_EXERCISE PROMPT_. Could you copy every line in the listing below that has the word "chrono"?

RECORDS FOR THIS EXERCISE Block Start

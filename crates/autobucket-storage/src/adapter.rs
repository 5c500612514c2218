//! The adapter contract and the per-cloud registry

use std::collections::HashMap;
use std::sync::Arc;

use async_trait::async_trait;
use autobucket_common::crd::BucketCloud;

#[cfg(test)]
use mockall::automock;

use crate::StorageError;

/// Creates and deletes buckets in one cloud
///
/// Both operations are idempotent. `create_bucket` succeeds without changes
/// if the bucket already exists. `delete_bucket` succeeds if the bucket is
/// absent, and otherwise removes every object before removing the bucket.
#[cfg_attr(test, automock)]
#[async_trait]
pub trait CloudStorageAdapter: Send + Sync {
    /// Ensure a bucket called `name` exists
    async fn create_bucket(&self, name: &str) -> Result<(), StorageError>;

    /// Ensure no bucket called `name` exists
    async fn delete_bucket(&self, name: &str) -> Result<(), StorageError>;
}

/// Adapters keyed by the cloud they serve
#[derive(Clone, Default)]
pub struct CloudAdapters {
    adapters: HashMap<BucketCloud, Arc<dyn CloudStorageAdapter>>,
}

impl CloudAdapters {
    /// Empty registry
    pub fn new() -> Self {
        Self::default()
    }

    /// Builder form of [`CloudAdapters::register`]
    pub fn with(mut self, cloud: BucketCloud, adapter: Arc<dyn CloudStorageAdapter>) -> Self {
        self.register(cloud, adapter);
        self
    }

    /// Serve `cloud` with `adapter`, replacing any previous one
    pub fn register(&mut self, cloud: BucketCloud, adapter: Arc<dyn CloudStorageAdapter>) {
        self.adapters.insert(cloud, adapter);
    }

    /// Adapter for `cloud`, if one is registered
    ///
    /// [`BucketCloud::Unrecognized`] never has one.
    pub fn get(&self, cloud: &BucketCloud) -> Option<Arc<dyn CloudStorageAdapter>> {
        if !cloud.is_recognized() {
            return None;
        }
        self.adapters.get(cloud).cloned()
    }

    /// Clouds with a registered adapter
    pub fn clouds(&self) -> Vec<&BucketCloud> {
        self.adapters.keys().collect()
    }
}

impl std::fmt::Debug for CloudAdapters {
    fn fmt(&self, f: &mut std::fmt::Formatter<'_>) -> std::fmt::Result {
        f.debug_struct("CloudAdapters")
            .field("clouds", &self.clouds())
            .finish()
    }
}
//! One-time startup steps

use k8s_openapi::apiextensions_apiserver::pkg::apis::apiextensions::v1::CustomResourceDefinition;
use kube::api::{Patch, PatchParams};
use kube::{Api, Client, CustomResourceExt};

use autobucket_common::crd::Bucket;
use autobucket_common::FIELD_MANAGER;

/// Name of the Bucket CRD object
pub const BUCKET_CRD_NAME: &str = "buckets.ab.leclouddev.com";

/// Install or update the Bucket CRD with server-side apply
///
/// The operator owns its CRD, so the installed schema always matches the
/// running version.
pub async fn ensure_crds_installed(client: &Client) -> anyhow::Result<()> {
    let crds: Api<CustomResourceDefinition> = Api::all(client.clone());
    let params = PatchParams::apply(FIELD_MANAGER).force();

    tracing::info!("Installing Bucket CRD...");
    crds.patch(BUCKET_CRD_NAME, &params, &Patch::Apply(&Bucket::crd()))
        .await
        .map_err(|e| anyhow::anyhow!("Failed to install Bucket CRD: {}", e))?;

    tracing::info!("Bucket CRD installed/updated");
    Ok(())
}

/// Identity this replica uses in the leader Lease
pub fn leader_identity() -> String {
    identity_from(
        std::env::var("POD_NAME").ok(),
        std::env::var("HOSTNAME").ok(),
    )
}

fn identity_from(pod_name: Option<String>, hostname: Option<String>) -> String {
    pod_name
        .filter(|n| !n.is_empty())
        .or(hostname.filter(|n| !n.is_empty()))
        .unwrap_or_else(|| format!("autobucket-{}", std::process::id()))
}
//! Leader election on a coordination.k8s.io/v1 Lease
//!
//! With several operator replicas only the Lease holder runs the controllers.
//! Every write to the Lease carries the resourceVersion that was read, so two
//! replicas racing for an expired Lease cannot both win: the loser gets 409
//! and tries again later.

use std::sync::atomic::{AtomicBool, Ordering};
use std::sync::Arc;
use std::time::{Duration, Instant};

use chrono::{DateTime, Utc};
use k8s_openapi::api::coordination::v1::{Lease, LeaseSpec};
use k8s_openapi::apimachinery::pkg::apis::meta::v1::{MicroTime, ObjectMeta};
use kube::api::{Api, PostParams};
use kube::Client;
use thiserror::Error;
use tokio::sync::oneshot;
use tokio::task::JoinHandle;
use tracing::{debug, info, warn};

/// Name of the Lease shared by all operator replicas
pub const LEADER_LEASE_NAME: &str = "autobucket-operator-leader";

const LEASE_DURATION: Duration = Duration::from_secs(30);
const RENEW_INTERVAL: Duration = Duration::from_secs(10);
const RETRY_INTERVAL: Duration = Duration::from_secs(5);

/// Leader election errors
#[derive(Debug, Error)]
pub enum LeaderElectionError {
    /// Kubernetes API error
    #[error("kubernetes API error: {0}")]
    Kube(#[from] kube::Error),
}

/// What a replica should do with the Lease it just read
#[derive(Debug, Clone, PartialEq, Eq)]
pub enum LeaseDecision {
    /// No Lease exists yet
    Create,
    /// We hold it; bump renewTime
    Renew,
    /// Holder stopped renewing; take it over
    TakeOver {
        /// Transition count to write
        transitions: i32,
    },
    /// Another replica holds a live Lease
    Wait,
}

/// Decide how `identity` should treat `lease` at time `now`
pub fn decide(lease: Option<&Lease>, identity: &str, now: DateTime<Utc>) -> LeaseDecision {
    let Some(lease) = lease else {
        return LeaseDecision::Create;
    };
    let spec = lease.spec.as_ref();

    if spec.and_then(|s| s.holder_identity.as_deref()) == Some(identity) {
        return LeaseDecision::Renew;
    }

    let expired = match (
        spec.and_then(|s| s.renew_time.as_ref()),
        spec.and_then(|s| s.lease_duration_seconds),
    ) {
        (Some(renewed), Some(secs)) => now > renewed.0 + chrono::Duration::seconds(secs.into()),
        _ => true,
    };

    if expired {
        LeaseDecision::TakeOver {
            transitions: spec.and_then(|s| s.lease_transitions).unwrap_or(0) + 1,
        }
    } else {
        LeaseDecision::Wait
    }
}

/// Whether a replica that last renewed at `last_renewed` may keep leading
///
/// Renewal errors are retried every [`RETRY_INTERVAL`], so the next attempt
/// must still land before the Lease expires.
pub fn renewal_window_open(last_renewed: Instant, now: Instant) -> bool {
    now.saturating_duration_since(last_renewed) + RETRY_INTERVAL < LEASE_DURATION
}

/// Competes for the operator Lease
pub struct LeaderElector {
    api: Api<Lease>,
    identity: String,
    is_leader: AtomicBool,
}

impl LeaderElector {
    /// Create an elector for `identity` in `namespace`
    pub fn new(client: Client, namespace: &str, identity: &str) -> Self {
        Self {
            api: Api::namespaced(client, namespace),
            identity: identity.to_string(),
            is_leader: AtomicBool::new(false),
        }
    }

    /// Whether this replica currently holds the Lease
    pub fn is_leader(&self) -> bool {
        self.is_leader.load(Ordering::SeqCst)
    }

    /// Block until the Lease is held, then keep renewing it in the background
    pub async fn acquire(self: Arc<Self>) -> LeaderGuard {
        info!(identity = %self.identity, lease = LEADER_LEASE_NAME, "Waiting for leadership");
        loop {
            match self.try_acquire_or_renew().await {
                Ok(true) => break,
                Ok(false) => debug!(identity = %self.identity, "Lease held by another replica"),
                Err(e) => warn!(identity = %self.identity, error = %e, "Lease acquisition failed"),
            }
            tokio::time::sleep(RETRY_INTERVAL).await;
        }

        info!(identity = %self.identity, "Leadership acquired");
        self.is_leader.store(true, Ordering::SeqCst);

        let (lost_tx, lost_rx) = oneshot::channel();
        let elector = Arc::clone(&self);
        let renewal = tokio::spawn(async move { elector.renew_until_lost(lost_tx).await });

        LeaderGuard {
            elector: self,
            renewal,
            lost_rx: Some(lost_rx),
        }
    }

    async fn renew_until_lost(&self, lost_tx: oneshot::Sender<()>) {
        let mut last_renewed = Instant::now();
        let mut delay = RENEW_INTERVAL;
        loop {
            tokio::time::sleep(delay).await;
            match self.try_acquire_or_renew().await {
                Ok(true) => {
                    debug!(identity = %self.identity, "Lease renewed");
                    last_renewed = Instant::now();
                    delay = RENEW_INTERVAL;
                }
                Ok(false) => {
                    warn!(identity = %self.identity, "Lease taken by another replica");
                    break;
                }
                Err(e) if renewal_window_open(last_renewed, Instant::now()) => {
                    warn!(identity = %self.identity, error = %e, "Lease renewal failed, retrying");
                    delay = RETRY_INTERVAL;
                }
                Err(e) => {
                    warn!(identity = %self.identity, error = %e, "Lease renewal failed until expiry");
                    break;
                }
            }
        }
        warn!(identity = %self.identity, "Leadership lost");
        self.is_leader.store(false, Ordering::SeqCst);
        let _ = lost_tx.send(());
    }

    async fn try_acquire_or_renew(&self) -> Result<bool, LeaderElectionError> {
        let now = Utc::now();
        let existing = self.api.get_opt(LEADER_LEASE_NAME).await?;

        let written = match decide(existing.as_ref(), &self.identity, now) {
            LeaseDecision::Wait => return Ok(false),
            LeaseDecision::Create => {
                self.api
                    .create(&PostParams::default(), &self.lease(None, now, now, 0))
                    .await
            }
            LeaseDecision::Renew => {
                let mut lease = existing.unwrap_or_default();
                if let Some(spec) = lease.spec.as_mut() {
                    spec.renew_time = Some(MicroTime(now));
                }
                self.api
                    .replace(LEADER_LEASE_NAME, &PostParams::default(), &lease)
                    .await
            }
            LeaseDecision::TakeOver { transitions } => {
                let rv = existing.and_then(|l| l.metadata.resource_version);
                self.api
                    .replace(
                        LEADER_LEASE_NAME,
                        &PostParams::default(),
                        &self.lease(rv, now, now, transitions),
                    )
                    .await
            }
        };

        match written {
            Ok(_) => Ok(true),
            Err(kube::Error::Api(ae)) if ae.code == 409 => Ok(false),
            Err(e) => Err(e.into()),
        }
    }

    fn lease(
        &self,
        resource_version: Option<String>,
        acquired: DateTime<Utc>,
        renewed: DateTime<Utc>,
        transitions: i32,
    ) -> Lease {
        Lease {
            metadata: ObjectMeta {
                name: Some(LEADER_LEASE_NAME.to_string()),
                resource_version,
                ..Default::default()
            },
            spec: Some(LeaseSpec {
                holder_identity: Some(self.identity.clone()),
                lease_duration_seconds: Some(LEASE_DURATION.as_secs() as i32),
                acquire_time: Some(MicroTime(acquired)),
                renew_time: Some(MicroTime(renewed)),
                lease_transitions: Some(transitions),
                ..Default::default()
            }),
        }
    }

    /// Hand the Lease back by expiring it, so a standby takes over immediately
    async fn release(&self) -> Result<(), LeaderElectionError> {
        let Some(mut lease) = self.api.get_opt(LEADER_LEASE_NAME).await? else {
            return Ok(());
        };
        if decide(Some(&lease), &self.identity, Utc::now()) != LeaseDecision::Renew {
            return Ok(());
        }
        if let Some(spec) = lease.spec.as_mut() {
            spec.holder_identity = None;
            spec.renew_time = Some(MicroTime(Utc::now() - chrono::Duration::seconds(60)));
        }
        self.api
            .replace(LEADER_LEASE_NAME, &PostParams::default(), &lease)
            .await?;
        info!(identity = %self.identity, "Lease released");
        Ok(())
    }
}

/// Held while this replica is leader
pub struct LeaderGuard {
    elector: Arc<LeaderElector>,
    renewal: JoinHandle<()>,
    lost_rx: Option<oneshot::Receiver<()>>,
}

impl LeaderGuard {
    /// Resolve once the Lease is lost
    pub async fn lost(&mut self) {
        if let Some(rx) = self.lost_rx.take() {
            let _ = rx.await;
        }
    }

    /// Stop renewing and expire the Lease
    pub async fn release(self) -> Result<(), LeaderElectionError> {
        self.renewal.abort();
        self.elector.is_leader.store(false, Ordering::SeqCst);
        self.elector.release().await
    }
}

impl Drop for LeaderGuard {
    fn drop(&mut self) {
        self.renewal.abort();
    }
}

RECORDS FOR THIS EXERCISE Block End

_YOUR SOLUTION_.
use chrono::{DateTime, Utc};
        (Some(renewed), Some(secs)) => now > renewed.0 + chrono::Duration::seconds(secs.into()),
            spec.renew_time = Some(MicroTime(Utc::now() - chrono::Duration::seconds(60)));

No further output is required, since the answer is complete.